▶ **What the exercise asks**
Return exactly the lines of the records below, starting at the line that contains "is already Argon2-hashed." and ending at the line that contains "VALUES (?, ?, ?, ?, ?)", with both of those lines kept.
The input below:
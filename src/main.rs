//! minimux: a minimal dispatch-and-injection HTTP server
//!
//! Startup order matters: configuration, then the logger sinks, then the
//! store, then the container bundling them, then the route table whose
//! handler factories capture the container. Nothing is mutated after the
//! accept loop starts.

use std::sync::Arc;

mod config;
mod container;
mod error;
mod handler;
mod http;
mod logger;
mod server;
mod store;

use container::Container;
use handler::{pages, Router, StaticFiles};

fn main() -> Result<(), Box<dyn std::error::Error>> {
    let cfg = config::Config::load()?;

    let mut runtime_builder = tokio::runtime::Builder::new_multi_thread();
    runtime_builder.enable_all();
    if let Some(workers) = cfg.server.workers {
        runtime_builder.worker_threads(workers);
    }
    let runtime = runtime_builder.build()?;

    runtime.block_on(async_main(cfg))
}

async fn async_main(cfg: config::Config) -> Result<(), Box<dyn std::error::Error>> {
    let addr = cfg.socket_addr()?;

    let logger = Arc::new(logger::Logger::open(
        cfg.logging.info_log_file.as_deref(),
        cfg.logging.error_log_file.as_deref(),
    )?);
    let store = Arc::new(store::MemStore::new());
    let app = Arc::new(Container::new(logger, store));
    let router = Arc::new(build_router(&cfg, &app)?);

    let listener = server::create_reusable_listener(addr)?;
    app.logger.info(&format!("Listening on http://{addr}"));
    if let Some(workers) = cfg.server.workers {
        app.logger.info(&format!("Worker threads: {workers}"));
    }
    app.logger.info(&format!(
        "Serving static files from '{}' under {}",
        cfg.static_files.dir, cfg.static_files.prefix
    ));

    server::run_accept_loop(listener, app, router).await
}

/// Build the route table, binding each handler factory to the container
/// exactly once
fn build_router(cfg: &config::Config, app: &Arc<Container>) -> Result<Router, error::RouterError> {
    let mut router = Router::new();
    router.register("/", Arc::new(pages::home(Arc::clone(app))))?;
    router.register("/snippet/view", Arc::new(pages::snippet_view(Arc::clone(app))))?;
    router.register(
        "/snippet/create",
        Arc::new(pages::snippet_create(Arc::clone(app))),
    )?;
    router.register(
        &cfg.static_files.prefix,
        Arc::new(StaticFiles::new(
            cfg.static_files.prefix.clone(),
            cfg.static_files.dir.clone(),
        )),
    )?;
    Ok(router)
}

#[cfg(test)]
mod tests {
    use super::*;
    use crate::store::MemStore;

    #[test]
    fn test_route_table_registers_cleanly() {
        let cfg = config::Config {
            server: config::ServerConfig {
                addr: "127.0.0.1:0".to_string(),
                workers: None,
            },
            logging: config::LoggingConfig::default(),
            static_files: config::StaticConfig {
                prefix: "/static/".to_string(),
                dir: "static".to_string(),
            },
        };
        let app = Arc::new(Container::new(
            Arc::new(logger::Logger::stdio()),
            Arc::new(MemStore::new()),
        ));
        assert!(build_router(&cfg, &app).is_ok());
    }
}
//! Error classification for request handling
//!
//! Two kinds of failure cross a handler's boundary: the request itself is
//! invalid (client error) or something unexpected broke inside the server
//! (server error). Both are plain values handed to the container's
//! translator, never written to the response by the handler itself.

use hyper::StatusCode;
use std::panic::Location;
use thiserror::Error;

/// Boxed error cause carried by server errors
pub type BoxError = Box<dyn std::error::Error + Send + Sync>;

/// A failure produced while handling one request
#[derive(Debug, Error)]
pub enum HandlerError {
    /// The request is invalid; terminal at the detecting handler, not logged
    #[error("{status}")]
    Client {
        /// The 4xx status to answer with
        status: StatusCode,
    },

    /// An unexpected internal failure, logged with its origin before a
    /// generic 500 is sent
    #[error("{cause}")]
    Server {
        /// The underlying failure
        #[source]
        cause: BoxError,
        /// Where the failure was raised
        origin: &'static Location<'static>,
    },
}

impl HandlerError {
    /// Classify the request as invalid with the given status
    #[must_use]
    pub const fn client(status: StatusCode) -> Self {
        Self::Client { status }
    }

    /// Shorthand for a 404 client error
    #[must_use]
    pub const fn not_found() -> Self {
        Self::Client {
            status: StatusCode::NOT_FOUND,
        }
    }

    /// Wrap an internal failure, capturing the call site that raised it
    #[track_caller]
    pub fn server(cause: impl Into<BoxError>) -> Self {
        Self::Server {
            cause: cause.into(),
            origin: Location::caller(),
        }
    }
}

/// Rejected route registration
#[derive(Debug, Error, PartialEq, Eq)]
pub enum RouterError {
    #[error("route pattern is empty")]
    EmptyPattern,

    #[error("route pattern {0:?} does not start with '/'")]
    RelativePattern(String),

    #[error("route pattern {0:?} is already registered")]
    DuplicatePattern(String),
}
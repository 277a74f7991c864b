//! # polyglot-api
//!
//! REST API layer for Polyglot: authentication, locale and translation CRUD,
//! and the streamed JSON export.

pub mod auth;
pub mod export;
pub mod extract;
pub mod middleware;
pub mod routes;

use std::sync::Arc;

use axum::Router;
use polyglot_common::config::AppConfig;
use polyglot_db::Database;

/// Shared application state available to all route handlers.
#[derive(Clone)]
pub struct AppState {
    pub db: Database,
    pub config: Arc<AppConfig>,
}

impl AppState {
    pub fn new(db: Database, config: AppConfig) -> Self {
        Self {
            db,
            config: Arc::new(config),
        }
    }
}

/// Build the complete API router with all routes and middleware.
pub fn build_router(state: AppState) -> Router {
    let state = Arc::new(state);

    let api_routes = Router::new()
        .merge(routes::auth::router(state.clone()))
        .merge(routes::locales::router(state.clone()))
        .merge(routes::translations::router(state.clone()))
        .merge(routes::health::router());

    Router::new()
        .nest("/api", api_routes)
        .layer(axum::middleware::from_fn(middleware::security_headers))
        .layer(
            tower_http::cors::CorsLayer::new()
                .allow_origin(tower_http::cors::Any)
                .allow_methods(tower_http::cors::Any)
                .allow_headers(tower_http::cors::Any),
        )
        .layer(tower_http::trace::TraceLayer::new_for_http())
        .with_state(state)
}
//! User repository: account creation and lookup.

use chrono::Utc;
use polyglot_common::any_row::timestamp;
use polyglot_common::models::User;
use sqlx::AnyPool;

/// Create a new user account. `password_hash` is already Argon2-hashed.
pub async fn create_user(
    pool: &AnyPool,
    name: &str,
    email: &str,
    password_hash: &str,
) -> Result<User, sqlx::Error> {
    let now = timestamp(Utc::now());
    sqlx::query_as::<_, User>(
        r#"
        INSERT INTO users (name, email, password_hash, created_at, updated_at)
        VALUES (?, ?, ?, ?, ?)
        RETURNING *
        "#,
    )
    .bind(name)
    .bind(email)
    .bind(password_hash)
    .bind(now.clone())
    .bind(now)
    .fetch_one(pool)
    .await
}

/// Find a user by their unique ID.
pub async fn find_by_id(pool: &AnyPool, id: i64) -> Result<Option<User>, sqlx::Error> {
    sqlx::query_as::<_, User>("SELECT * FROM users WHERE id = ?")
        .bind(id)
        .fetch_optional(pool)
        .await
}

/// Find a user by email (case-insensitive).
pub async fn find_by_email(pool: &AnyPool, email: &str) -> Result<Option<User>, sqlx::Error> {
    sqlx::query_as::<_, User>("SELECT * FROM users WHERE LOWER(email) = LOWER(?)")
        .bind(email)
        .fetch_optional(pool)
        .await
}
End of The input.
▶ **Solution**
/// Create a new user account. `password_hash` is already Argon2-hashed.
pub async fn create_user(
    pool: &AnyPool,
    name: &str,
    email: &str,
    password_hash: &str,
) -> Result<User, sqlx::Error> {
    let now = timestamp(Utc::now());
    sqlx::query_as::<_, User>(
        r#"
        INSERT INTO users (name, email, password_hash, created_at, updated_at)
        VALUES (?, ?, ?, ?, ?)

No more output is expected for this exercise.